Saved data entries
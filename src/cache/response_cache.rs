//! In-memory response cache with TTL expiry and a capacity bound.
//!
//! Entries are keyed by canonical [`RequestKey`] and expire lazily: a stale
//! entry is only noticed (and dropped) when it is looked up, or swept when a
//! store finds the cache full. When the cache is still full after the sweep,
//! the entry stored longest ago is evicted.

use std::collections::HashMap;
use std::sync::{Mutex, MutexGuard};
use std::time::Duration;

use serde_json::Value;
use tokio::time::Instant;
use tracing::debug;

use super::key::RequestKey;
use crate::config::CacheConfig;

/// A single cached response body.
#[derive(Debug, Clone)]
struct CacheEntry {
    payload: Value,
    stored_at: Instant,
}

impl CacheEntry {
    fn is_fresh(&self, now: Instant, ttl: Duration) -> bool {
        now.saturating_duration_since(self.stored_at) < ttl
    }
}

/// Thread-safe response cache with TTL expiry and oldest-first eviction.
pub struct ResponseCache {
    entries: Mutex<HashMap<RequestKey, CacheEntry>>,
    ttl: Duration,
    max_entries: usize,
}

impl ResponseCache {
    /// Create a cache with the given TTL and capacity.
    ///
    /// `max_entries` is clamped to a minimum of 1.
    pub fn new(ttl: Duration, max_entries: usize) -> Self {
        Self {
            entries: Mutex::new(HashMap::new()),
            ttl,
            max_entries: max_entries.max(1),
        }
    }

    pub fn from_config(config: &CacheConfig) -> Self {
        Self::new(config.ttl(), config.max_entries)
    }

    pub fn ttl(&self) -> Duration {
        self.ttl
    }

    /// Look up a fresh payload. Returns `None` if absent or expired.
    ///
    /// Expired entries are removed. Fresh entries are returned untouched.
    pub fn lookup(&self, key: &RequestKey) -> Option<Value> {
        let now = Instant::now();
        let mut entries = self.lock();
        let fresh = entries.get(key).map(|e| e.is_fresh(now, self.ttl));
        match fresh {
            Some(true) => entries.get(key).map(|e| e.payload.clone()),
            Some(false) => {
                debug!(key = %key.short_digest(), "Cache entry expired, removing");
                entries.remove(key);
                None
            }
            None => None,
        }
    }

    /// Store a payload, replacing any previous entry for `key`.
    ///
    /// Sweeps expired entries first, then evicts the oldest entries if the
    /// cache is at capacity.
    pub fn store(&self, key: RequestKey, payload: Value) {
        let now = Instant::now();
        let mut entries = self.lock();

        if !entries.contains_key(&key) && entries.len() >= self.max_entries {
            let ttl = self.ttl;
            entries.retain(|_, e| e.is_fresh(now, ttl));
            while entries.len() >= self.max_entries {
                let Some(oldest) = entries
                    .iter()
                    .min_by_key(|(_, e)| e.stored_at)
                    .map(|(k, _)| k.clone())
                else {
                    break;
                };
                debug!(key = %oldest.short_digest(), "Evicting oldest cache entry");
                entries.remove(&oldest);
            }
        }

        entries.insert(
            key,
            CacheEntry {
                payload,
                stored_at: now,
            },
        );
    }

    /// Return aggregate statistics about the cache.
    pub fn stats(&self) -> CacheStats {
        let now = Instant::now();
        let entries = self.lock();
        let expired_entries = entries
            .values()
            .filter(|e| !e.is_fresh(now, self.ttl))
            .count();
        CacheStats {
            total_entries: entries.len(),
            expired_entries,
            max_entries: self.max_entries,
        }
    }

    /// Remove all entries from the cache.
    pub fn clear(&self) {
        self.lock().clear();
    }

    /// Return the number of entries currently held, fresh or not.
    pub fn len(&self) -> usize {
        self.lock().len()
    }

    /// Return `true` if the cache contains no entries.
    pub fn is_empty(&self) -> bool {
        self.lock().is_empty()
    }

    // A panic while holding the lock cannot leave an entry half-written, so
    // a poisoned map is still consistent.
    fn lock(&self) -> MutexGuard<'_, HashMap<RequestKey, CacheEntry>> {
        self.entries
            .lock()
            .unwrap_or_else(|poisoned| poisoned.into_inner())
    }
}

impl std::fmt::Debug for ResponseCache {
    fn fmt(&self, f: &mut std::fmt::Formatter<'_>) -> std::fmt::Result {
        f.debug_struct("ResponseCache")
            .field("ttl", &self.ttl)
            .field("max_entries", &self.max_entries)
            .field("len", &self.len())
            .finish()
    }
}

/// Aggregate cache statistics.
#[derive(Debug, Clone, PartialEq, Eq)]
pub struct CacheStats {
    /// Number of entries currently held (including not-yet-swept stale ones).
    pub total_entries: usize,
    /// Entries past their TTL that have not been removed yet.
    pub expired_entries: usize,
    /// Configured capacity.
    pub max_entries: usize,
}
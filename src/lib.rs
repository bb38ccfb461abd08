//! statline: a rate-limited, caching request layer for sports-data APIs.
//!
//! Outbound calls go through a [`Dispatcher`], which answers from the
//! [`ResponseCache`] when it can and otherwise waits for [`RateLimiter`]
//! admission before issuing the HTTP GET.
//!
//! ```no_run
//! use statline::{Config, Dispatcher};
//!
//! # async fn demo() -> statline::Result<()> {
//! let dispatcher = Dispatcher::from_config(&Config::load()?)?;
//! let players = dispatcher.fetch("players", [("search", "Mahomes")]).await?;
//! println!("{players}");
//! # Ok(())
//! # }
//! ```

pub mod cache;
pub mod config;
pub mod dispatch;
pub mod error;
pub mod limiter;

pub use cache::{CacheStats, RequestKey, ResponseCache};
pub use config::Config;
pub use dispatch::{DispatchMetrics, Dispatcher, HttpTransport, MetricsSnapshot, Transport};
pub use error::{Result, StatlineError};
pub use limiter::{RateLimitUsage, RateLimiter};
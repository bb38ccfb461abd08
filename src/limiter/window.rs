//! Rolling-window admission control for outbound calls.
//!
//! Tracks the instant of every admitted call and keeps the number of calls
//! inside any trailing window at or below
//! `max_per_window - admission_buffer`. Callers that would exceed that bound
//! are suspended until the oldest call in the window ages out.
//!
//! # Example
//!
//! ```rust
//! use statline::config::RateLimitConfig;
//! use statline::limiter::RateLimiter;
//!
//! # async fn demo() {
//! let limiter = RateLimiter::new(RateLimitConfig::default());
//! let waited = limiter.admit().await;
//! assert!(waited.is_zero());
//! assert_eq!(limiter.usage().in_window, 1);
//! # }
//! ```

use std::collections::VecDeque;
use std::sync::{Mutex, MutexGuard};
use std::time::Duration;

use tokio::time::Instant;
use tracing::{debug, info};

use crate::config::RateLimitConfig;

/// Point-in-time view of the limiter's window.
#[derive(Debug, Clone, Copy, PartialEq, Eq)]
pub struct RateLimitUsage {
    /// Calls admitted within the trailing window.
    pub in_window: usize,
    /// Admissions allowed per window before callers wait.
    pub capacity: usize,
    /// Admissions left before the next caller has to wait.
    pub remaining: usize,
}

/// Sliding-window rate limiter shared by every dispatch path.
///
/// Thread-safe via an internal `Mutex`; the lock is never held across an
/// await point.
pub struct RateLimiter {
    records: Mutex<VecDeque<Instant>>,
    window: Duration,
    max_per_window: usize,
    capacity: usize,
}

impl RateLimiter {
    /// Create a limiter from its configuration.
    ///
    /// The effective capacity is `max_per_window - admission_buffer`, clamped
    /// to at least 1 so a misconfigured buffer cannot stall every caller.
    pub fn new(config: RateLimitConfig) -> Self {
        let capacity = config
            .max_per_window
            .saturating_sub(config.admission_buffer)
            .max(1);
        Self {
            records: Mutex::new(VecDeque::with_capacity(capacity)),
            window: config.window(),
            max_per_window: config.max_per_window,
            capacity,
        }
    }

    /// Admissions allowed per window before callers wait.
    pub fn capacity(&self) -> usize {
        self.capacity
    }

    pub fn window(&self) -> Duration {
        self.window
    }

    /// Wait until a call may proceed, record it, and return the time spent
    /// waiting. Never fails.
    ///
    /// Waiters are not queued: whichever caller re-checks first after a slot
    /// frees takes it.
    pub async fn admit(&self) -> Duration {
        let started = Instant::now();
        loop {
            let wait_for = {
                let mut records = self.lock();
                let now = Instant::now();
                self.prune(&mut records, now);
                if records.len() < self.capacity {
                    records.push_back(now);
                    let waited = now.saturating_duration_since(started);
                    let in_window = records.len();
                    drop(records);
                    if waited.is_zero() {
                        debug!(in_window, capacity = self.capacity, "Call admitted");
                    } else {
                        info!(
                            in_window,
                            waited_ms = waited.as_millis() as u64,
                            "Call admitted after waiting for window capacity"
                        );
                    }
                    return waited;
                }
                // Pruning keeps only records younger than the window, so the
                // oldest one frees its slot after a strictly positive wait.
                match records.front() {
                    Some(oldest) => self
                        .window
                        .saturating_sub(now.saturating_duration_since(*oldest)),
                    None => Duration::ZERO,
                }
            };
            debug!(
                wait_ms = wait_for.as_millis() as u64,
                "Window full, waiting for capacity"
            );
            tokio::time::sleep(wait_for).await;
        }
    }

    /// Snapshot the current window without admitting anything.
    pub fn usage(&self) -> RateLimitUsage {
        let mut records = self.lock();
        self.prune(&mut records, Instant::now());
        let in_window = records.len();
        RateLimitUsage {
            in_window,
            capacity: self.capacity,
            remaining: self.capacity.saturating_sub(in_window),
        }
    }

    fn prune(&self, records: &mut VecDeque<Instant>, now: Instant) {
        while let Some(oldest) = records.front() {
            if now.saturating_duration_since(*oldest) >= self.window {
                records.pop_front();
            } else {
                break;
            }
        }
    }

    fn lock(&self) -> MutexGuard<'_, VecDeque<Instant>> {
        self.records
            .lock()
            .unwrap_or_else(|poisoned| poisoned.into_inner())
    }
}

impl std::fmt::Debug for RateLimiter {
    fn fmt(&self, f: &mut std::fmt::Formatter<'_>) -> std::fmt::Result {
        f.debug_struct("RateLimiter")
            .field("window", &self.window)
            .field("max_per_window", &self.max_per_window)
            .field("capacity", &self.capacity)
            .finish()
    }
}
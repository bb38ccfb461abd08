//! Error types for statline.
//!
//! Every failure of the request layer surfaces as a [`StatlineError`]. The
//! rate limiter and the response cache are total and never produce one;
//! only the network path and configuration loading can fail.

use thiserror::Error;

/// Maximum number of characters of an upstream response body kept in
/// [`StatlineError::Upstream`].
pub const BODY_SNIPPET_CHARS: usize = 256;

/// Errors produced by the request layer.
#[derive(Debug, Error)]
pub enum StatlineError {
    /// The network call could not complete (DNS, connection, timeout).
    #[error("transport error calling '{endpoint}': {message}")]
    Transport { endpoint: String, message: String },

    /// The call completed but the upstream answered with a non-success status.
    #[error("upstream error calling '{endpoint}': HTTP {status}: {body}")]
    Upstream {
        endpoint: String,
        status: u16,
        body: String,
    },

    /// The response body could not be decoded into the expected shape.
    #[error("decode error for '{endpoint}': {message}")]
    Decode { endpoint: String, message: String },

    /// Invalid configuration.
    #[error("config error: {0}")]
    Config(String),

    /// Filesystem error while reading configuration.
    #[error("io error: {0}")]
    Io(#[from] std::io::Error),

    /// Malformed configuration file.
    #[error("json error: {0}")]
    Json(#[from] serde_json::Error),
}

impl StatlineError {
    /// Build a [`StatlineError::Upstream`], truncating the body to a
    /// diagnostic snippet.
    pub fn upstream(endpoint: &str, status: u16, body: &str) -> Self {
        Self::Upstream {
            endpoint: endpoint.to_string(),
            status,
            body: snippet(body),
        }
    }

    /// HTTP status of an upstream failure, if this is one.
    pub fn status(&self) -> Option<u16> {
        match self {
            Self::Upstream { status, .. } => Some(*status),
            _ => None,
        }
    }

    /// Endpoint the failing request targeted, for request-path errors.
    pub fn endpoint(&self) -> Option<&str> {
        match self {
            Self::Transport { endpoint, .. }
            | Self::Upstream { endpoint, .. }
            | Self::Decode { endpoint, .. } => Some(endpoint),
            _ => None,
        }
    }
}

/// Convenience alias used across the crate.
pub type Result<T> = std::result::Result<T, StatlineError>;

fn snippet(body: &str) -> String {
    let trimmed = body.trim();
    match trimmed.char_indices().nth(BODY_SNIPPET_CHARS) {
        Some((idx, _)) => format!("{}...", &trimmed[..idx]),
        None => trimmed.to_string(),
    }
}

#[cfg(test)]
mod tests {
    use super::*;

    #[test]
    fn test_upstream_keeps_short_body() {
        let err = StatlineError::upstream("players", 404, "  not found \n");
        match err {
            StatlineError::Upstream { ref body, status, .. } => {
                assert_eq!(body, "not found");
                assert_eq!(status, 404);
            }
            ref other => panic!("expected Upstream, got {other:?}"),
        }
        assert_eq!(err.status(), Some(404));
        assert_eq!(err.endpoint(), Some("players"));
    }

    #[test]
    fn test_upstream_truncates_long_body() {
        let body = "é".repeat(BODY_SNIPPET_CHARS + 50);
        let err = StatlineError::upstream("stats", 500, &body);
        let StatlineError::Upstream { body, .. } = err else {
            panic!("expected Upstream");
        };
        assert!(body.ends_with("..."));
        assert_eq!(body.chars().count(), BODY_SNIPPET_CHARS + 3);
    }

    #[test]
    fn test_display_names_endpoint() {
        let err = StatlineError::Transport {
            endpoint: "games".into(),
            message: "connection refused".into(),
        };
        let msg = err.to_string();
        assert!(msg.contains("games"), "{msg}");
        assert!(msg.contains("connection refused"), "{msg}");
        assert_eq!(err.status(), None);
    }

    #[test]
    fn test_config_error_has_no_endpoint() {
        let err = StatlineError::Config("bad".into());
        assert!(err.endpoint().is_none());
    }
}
--
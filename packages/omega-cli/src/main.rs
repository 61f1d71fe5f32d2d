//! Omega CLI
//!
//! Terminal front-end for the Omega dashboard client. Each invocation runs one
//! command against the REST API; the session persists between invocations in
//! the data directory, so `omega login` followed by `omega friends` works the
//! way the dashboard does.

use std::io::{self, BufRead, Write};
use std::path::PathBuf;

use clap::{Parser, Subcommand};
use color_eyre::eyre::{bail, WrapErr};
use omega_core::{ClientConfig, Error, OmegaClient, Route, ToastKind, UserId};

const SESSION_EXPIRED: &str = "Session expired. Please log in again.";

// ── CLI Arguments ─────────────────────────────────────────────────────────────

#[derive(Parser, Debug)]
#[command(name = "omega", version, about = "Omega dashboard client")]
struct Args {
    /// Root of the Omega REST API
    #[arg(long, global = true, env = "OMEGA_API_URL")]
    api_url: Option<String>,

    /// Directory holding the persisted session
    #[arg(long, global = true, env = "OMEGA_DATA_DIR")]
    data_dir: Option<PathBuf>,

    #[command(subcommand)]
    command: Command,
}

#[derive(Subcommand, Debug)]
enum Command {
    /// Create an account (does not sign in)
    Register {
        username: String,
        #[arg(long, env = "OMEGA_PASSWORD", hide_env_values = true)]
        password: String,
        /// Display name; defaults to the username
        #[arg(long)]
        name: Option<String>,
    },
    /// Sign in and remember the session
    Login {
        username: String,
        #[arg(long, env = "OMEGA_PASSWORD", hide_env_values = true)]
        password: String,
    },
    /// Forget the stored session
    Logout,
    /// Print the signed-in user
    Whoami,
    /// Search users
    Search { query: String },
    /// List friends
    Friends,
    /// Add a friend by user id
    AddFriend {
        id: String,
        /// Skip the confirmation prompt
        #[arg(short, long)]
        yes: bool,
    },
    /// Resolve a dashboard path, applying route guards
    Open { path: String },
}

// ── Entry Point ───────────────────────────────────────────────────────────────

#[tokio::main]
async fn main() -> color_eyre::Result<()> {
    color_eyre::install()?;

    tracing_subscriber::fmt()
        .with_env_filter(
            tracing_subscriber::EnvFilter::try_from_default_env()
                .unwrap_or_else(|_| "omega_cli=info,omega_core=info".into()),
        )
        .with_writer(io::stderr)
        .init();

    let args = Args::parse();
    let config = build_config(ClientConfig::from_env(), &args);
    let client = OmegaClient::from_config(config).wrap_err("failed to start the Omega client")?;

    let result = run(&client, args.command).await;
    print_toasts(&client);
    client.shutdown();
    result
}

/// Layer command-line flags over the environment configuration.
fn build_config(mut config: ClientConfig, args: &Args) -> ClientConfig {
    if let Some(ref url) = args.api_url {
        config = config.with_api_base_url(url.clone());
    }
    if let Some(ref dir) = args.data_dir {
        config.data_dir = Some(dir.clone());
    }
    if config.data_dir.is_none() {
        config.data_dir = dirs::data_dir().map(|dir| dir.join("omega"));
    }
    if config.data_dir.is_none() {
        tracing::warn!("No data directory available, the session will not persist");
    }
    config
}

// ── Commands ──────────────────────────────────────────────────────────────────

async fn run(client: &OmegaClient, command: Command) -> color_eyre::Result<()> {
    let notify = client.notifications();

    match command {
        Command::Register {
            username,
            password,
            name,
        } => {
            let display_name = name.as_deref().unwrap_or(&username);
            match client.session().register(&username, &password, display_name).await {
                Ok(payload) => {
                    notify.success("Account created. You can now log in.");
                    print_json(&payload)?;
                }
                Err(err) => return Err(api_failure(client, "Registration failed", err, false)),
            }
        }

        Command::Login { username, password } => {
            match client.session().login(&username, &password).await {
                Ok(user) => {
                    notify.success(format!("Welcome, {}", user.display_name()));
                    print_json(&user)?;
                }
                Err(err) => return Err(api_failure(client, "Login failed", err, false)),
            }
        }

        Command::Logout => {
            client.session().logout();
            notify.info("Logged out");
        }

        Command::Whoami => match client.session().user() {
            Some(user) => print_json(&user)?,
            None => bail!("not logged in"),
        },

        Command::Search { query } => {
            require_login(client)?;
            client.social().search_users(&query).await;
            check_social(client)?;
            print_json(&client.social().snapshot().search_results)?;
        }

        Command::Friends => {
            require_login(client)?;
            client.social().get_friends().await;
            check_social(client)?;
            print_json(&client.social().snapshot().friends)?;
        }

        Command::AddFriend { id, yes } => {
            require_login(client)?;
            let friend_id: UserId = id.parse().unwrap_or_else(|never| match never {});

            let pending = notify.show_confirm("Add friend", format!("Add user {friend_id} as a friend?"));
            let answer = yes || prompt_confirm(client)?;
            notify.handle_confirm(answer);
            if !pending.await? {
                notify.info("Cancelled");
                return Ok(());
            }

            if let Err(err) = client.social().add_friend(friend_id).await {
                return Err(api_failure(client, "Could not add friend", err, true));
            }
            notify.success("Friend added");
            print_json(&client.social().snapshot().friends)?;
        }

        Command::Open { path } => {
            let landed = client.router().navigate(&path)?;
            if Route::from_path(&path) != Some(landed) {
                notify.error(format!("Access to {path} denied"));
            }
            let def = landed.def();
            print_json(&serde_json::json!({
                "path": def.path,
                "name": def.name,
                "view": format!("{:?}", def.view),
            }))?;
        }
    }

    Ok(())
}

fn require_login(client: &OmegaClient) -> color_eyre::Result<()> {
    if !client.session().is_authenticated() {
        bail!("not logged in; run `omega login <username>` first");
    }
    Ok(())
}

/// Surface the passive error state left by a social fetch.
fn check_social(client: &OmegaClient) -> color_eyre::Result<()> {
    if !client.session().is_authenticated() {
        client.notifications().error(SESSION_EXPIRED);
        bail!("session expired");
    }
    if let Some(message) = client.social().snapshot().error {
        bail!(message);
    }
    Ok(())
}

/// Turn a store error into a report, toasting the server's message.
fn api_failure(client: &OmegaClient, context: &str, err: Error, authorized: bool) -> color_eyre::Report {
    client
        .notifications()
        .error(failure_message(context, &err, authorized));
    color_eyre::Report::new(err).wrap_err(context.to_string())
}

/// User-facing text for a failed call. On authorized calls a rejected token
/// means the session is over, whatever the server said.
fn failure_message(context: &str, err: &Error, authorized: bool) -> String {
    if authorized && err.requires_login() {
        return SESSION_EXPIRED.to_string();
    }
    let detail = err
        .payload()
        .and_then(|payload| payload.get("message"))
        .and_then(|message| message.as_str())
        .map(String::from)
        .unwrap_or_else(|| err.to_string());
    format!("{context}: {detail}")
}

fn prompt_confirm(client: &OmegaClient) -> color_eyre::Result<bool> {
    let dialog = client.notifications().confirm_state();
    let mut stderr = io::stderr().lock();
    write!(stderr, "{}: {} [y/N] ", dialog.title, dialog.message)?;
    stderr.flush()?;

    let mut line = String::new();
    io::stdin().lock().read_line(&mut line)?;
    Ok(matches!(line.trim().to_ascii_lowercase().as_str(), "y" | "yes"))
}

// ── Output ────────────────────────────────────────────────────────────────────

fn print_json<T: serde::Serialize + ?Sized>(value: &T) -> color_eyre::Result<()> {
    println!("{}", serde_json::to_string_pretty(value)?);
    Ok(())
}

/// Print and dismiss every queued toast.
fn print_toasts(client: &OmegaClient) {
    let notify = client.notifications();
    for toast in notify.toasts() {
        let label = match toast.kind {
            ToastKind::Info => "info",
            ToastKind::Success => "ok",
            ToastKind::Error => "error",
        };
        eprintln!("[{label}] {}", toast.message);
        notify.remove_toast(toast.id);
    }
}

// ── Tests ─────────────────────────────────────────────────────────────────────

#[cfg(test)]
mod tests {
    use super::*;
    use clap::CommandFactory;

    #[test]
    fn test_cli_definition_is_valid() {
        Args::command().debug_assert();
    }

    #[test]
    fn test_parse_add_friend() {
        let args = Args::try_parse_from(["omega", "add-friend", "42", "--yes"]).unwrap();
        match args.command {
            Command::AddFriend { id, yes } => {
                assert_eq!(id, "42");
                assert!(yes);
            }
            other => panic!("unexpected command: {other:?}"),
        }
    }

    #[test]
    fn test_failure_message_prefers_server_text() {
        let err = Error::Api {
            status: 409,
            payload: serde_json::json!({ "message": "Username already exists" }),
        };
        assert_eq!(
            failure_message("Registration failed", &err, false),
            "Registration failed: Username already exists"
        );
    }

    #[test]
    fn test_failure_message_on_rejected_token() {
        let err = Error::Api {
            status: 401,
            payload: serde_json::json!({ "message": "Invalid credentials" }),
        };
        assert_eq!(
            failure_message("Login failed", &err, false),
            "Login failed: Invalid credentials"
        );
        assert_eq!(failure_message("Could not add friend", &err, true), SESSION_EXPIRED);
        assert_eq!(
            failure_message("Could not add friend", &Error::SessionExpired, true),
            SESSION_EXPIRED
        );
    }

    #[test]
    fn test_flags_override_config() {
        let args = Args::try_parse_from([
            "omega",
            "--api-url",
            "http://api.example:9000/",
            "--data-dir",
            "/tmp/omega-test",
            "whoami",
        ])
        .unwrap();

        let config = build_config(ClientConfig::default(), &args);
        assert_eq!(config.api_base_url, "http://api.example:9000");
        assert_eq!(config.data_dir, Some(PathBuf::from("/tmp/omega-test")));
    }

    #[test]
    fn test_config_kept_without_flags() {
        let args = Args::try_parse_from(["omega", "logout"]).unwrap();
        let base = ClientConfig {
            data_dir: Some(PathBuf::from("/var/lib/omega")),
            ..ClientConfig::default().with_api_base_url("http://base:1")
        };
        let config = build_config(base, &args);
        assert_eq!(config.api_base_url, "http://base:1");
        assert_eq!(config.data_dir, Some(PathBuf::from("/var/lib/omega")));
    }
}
* * *
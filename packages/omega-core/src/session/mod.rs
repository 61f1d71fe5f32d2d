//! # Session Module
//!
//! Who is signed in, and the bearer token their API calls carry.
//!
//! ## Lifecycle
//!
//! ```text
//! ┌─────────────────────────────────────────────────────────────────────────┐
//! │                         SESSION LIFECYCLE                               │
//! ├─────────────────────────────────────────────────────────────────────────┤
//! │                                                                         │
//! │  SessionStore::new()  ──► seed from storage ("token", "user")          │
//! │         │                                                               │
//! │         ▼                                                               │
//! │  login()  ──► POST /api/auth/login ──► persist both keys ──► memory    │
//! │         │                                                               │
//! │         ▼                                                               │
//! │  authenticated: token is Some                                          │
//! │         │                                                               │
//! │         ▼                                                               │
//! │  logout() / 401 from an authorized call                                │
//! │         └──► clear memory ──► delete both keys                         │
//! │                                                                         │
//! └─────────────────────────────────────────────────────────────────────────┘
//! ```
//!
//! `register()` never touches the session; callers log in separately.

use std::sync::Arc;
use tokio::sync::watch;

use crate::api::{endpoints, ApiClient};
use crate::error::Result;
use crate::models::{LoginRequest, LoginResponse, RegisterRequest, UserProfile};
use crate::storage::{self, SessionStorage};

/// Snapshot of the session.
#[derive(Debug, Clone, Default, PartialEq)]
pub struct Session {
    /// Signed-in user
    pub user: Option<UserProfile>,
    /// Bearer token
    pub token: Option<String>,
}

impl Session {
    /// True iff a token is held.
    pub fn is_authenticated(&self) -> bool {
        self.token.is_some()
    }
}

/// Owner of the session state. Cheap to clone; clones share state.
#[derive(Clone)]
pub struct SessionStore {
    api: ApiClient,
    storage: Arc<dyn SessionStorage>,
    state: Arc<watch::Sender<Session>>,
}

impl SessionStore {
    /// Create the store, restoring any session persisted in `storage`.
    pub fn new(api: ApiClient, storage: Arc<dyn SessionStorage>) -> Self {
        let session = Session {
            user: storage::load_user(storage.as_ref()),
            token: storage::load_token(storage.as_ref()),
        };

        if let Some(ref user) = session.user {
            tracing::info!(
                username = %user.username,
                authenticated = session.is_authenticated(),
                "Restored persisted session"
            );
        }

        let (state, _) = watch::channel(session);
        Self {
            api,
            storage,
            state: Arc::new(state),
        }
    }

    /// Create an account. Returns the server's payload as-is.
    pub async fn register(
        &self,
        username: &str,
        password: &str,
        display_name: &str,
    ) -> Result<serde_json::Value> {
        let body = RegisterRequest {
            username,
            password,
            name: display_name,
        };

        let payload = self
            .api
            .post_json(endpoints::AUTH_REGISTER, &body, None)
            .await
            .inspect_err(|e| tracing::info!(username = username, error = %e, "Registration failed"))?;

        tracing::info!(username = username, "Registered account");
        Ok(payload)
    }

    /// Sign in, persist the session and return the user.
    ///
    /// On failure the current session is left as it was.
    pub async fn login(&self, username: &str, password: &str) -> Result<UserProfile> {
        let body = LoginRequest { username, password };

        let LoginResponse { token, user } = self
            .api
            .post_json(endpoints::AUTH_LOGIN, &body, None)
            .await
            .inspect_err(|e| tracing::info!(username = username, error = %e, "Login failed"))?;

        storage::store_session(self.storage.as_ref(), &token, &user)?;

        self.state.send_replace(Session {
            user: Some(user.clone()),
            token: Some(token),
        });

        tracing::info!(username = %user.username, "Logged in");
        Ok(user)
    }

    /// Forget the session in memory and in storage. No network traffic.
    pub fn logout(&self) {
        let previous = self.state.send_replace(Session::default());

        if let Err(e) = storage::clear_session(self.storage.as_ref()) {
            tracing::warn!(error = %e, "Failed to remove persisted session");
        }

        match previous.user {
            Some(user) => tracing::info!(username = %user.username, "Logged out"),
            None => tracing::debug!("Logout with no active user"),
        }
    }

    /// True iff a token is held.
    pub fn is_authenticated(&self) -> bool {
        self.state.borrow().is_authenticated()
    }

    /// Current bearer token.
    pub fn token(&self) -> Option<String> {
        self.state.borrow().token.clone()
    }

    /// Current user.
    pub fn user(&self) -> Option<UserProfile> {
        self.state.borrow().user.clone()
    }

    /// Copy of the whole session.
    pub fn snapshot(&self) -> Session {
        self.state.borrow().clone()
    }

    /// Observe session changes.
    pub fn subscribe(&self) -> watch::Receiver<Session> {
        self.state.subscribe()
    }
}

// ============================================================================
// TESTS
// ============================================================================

● Directions:
Look through the data above and return exactly the lines from the one that contains "filename src/cache/response_cache.rs" to the one that contains "minimum of 1.", inclusive, with nothing else.

● Answer box:
filename src/cache/response_cache.rs
//! In-memory response cache with TTL expiry and a capacity bound.
//!
//! Entries are keyed by canonical [`RequestKey`] and expire lazily: a stale
//! entry is only noticed (and dropped) when it is looked up, or swept when a
//! store finds the cache full. When the cache is still full after the sweep,
//! the entry stored longest ago is evicted.

use std::collections::HashMap;
use std::sync::{Mutex, MutexGuard};
use std::time::Duration;

use serde_json::Value;
use tokio::time::Instant;
use tracing::debug;

use super::key::RequestKey;
use crate::config::CacheConfig;

/// A single cached response body.
#[derive(Debug, Clone)]
struct CacheEntry {
    payload: Value,
    stored_at: Instant,
}

impl CacheEntry {
    fn is_fresh(&self, now: Instant, ttl: Duration) -> bool {
        now.saturating_duration_since(self.stored_at) < ttl
    }
}

/// Thread-safe response cache with TTL expiry and oldest-first eviction.
pub struct ResponseCache {
    entries: Mutex<HashMap<RequestKey, CacheEntry>>,
    ttl: Duration,
    max_entries: usize,
}

impl ResponseCache {
    /// Create a cache with the given TTL and capacity.
    ///
    /// `max_entries` is clamped to a minimum of 1.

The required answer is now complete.